Of 50,714 patients, HER2 score and status were recorded for 48,382, among whom 59.2% belonged to the HER2-low group (score 1+ or 2+ without gene amplification), 26.8% had a HER2 score of 0, and 14.0% were HER2 positive. The proportion of HER2-low cases ranged from 46.3 to 71.8% among pathology departments (P < 0.0001) and from 49.3 to 65.6% over the years (P < 0.0001). In comparison, HER2 positivity rates ranged from 11.8 to 17.2% among departments (P < 0.0001) and from 12.6 to 15.7% over the years (P = 0.005). In the eight departments with the highest number of patients, variability in HER2-low cases increased from 2011 to 2019, although the same immunohistochemical assay was used. By multivariable logistic regression, the examining department was significantly related to both HER2 score 0 and HER2 positivity (P < 0.0001) but showed greater dispersion in odds ratios in the former case (range 0.25-1.41 vs. 0.84-1.27).

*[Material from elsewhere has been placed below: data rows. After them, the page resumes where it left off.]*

//! Canned command runner for tests: replies are matched by program and argument
//! fragments, and every invocation is recorded for later inspection.

use std::collections::VecDeque;
use std::io::{Cursor, Read};
use std::sync::Mutex;
use std::time::Duration;

use ctk_core::{Error, Result};

use crate::command::{CommandOutput, CommandRunner, CommandSpec};
use crate::stream::ProcessStream;

#[derive(Clone, Debug)]
pub enum Reply {
    Output(CommandOutput),
    TimedOut,
    /// Stream that produces nothing and closes after the given delay.
    Hang(Duration),
}

impl Reply {
    pub fn ok(stdout: impl Into<String>) -> Self {
        Reply::Output(CommandOutput { success: true, exit_code: Some(0), stdout: stdout.into(), stderr: String::new() })
    }

    pub fn fail(stderr: impl Into<String>) -> Self {
        Reply::Output(CommandOutput { success: false, exit_code: Some(1), stdout: String::new(), stderr: stderr.into() })
    }
}

struct Rule {
    program: String,
    needles: Vec<String>,
    replies: VecDeque<Reply>,
}

impl Rule {
    fn matches(&self, cmd: &CommandSpec) -> bool {
        self.program == cmd.program && self.needles.iter().all(|n| cmd.args.iter().any(|a| a.contains(n.as_str())))
    }
}

#[derive(Default)]
pub struct ScriptedRunner {
    rules: Mutex<Vec<Rule>>,
    calls: Mutex<Vec<CommandSpec>>,
}

impl ScriptedRunner {
    pub fn new() -> Self {
        Self::default()
    }

    /// Adds a reply for commands of `program` whose args contain every needle.
    ///
    /// Registering the same matcher again queues another reply; the last queued reply repeats.
    pub fn on(self, program: &str, needles: &[&str], reply: Reply) -> Self {
        {
            let mut rules = self.rules.lock().expect("rules lock");
            let needles: Vec<String> = needles.iter().map(|s| s.to_string()).collect();
            match rules.iter_mut().find(|r| r.program == program && r.needles == needles) {
                Some(rule) => rule.replies.push_back(reply),
                None => rules.push(Rule { program: program.to_string(), needles, replies: VecDeque::from([reply]) }),
            }
        }
        self
    }

    pub fn calls(&self) -> Vec<CommandSpec> {
        self.calls.lock().expect("calls lock").clone()
    }

    pub fn command_lines(&self) -> Vec<String> {
        self.calls().iter().map(CommandSpec::command_line).collect()
    }

    fn reply_for(&self, cmd: &CommandSpec) -> Result<Reply> {
        self.calls.lock().expect("calls lock").push(cmd.clone());
        let mut rules = self.rules.lock().expect("rules lock");
        let rule = rules.iter_mut().find(|r| r.matches(cmd)).ok_or_else(|| Error::Spawn {
            command: cmd.command_line(),
            source: std::io::Error::new(std::io::ErrorKind::NotFound, "no scripted reply"),
        })?;
        let reply = if rule.replies.len() > 1 { rule.replies.pop_front() } else { rule.replies.front().cloned() };
        reply.ok_or_else(|| Error::Parse(format!("empty reply queue for `{}`", cmd.command_line())))
    }
}

impl CommandRunner for ScriptedRunner {
    fn run(&self, cmd: &CommandSpec) -> Result<CommandOutput> {
        match self.reply_for(cmd)? {
            Reply::Output(out) => Ok(out),
            Reply::TimedOut | Reply::Hang(_) => Err(Error::CommandTimedOut {
                command: cmd.command_line(),
                after: cmd.timeout.unwrap_or_default(),
                output: String::new(),
            }),
        }
    }

    fn stream(&self, cmd: &CommandSpec) -> Result<ProcessStream> {
        match self.reply_for(cmd)? {
            Reply::Output(out) if out.success => {
                Ok(ProcessStream::from_reader(cmd.command_line(), Cursor::new(out.stdout.into_bytes())))
            }
            Reply::Output(out) => Err(Error::CommandFailed { command: cmd.command_line(), output: out.combined() }),
            Reply::TimedOut => Err(Error::CommandTimedOut {
                command: cmd.command_line(),
                after: cmd.timeout.unwrap_or_default(),
                output: String::new(),
            }),
            Reply::Hang(delay) => Ok(ProcessStream::from_reader(cmd.command_line(), Hang(Some(delay)))),
        }
    }
}

struct Hang(Option<Duration>);

impl Read for Hang {
    fn read(&mut self, _buf: &mut [u8]) -> std::io::Result<usize> {
        if let Some(d) = self.0.take() {
            std::thread::sleep(d);
        }
        Ok(0)
    }
}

Our data showed high inter-laboratory variability in the assessment of HER2-low breast cancer. The findings cast doubt on whether the current test method for HER2 is robust and reliable enough to select HER2-low patients for HER2-targeted treatment in daily clinical practice.
摘要:
背景:考虑到人类表皮生长因子受体2(HER2)低表达的乳腺癌治疗的最新进展,我们的目的是研究所有丹麦病理部门在评估HER2水平低的乳腺癌时的实验室间差异.

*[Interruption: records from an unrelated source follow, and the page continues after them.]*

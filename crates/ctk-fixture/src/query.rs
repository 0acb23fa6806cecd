use ctk_core::Result;
use ctk_exec::{CommandRunner, CommandSpec};

/// Evaluates yq expressions against YAML text.
pub struct FieldExtractor<'a> {
    runner: &'a dyn CommandRunner,
}

impl<'a> FieldExtractor<'a> {
    pub fn new(runner: &'a dyn CommandRunner) -> Self {
        Self { runner }
    }

    /// `yq eval <expr> -` with the document on stdin. A missing field comes back as `null`.
    pub fn extract(&self, yaml: &str, expr: &str) -> Result<String> {
        let cmd = CommandSpec::new("yq").args(["eval", expr, "-"]).stdin(yaml);
        let out = self.runner.run_checked(&cmd)?;
        Ok(out.stdout.trim().to_string())
    }
}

方法:来自丹麦乳腺癌组织,我们获得了2007-2019年被诊断为原发性浸润性乳腺癌的所有女性的数据,这些女性随后被分配进行治疗计划.
结果:在50,714名患者中,记录的HER2评分和状态为48,382,其中59.2%属于HER2低组(评分1或2无基因扩增),26.8%的HER2评分为0,14.0%的HER2阳性。在病理部门中,HER2低病例的比例为46.3%至71.8%(P<0.0001),多年来为49.3%至65.6%(P<0.0001)。相比之下,部门的HER2阳性率为11.8%至17.2%(P<0.0001),多年来为12.6%至15.7%(P=0.005)。在病人最多的八个科室,从2011年到2019年,低HER2病例的变异性增加,尽管使用了相同的免疫组织化学检测方法.通过多变量逻辑回归,检查部门与HER2评分0和HER2阳性显着相关(P<0.0001),但在前一种情况下显示出更大的优势比分散(范围为0.25-1.41vs.0.84-1.27)。

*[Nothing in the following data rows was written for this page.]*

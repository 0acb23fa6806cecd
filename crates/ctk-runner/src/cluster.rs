use std::path::Path;

use anyhow::{anyhow, Context, Result};
use ctk_exec::{CommandRunner, CommandSpec};
use tracing::info;

use crate::config::ClusterConfig;

/// Points gcloud at the project and writes cluster credentials, into `kubeconfig` when given.
pub fn setup_cluster(runner: &dyn CommandRunner, cluster: &ClusterConfig, kubeconfig: Option<&Path>) -> Result<()> {
    let project = cluster.project.as_deref().ok_or_else(|| anyhow!("cluster.project is required"))?;
    let name = cluster.name.as_deref().ok_or_else(|| anyhow!("cluster.name is required"))?;
    let region = cluster.region.as_deref().ok_or_else(|| anyhow!("cluster.region is required"))?;

    runner
        .run_checked(&CommandSpec::new("gcloud").args(["config", "set", "project", project]))
        .context("failed to set project ID in gcloud config")?;

    let mut cmd = CommandSpec::new("gcloud").args(["container", "clusters", "get-credentials", name, "--region", region]);
    if let Some(path) = kubeconfig {
        cmd = cmd.env("KUBECONFIG", path.display().to_string());
    }
    runner.run_checked(&cmd).with_context(|| format!("failed to get credentials for cluster {name}"))?;
    info!(project, cluster = name, region, "cluster credentials configured");
    Ok(())
}

#[cfg(test)]
mod tests {
    use super::*;
    use ctk_exec::{Reply, ScriptedRunner};

    fn cluster() -> ClusterConfig {
        ClusterConfig { project: Some("ci".into()), name: Some("catalog".into()), region: Some("us-central1".into()) }
    }

    #[test]
    fn sets_project_then_fetches_credentials() {
        let runner = ScriptedRunner::new().on("gcloud", &[], Reply::ok(""));
        setup_cluster(&runner, &cluster(), Some(Path::new("/tmp/kc"))).unwrap();
        let calls = runner.calls();
        assert_eq!(calls[0].command_line(), "gcloud config set project ci");
        assert_eq!(calls[1].command_line(), "gcloud container clusters get-credentials catalog --region us-central1");
        assert_eq!(calls[1].env, vec![("KUBECONFIG".to_string(), "/tmp/kc".to_string())]);
    }

    #[test]
    fn failure_keeps_gcloud_output() {
        let runner = ScriptedRunner::new()
            .on("gcloud", &["config"], Reply::ok(""))
            .on("gcloud", &["get-credentials"], Reply::fail("ERROR: (gcloud.container.clusters.get-credentials) NOT_FOUND"));
        let err = setup_cluster(&runner, &cluster(), None).unwrap_err();
        assert!(format!("{err:#}").contains("NOT_FOUND"));
    }
}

结论:我们的数据显示,低HER2乳腺癌评估的实验室间差异很大。这些发现使人们怀疑,目前的HER2测试方法是否足够稳健和可靠,足以在日常临床实践中选择低HER2患者进行HER2靶向治疗。
方法:来自丹麦乳腺癌组织,我们获得了2007-2019年被诊断为原发性浸润性乳腺癌的所有女性的数据,这些女性随后被分配进行治疗计划.
结果:在50,714名患者中,记录的HER2评分和状态为48,382,其中59.2%属于HER2低组(评分1或2无基因扩增),26.8%的HER2评分为0,14.0%的HER2阳性。在病理部门中,HER2低病例的比例为46.3%至71.8%(P<0.0001),多年来为49.3%至65.6%(P<0.0001)。相比之下,部门的HER2阳性率为11.8%至17.2%(P<0.0001),多年来为12.6%至15.7%(P=0.005)。在病人最多的八个科室,从2011年到2019年,低HER2病例的变异性增加,尽管使用了相同的免疫组织化学检测方法.通过多变量逻辑回归,检查部门与HER2评分0和HER2阳性显着相关(P<0.0001),但在前一种情况下显示出更大的优势比分散(范围为0.25-1.41vs.0.84-1.27)。
结论:我们的数据显示,低HER2乳腺癌评估的实验室间差异很大。这些发现使人们怀疑,目前的HER2测试方法是否足够稳健和可靠,足以在日常临床实践中选择低HER2患者进行HER2靶向治疗。